Um distribuidor de produtos odontológicos e estéticos que fatura R$ 100.000 por mês no Simples, na faixa correspondente do Anexo I, tem o DAS calculado sobre o faturamento, com a alíquota efetiva da sua faixa. Mas o resultado real da operação dele depende de duas coisas que o representante nem tem: o custo da mercadoria comprada e o ICMS (incluindo eventual ST).

É por isso que a margem do distribuidor se faz na compra. Comprar bem, controlar o estoque e tratar o ICMS direito muda o lucro mais do que o próprio DAS. Uma contabilidade que entende de comércio do setor olha para esse conjunto, não só para a guia do Simples.

Se você atua nas duas pontas (representa algumas marcas e distribui outras), é comum precisar de dois CNAEs e segregar as receitas, justamente porque cada atividade tem seu regime. Vale alinhar isso com o contador. Para a visão do lado serviço, veja o guia de contabilidade para representante comercial; e quem gira produtos do setor de estética encontra os cuidados específicos de contabilidade no setor de beleza.

Perguntas frequentes sobre contabilidade para distribuidores

Distribuidor de saúde e beleza paga imposto pelo mesmo anexo do representante? Não. O distribuidor é comércio (Anexo I, a partir de 4%) e não está sujeito ao Fator R. O representante é serviço (Anexo V/III, com Fator R). São regimes diferentes.

O distribuidor precisa se preocupar com ICMS? Sim. Como movimenta mercadoria, lida com ICMS, e muitos produtos de saúde e beleza estão em substituição tributária (ST). Isso afeta o preço de compra e a margem, então precisa de acompanhamento.

Distribuidor pode ser MEI? Atividades de comércio em geral podem ser MEI, mas há limite de faturamento e restrições por produto.

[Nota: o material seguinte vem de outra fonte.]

//! The write path.
//!
//! `Catalog` turns creation requests into records: it assigns ids and
//! timestamps from the injected clock, derives slugs, runs field validators,
//! and only then hands the finished record to the store. A request that
//! fails validation never reaches the store.

use std::sync::Arc;
use std::time::Instant;

use serde_json::Value as JsonValue;
use tracing::{debug, info, warn};
use uuid::Uuid;

use crate::clock::{new_v7, Clock, SystemClock};
use crate::config::LabConfig;
use crate::defaults;
use crate::error::{Error, Result};
use crate::models::*;
use crate::slug::{generate_unique_slug, slugify, SlugSource};
use crate::traits::RecordStore;
use crate::validators::{validate_json_dict, ValidatorRegistry};

/// Service owning the invariants of the record store.
pub struct Catalog<S> {
    store: S,
    clock: Arc<dyn Clock>,
    validators: ValidatorRegistry,
    config: LabConfig,
}

fn check_len(field: &str, value: &str, max: usize) -> Result<()> {
    let len = value.chars().count();
    if len > max {
        return Err(Error::validation(format!(
            "{} is {} characters, the limit is {}",
            field, len, max
        )));
    }
    Ok(())
}

fn required(field: &str, value: &str) -> Result<()> {
    if value.trim().is_empty() {
        return Err(Error::validation(format!("{} cannot be empty", field)));
    }
    Ok(())
}

/// Explicit slug if given, otherwise the slugified name.
fn resolve_slug(explicit: Option<&str>, name: &str, max: usize) -> Result<String> {
    let slug = match explicit {
        Some(s) => {
            let normalized = slugify(s);
            if normalized != s {
                return Err(Error::validation(format!(
                    "slug {:?} is not URL-safe (expected {:?})",
                    s, normalized
                )));
            }
            normalized
        }
        None => slugify(name),
    };
    if slug.is_empty() {
        return Err(Error::validation(format!(
            "cannot derive a slug from {:?}",
            name
        )));
    }
    check_len("slug", &slug, max)?;
    Ok(slug)
}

Distribuição com estoque e volume costuma ultrapassar o teto do MEI rapidamente, e na maioria dos casos o caminho é ME/SLU no Simples. Confirme a ocupação específica com seu contador.

Faço representação e distribuição ao mesmo tempo. Como organizar? Normalmente com CNAEs distintos e segregação das receitas, porque cada atividade tem tributação própria. Tratar tudo como uma coisa só costuma gerar imposto a mais ou risco fiscal.

Conteúdo informativo, atualizado em 10/06/2026, com base na LC 123/2006 e na Lei 9.249/95. Cada operação tem particularidades, especialmente quanto a ICMS/ST — simule o seu caso com seu contador. Autoria: Dr. Jean Santos (CRO-PR 18633). Revisão técnica: Wanessa Nolli (CRC-PR).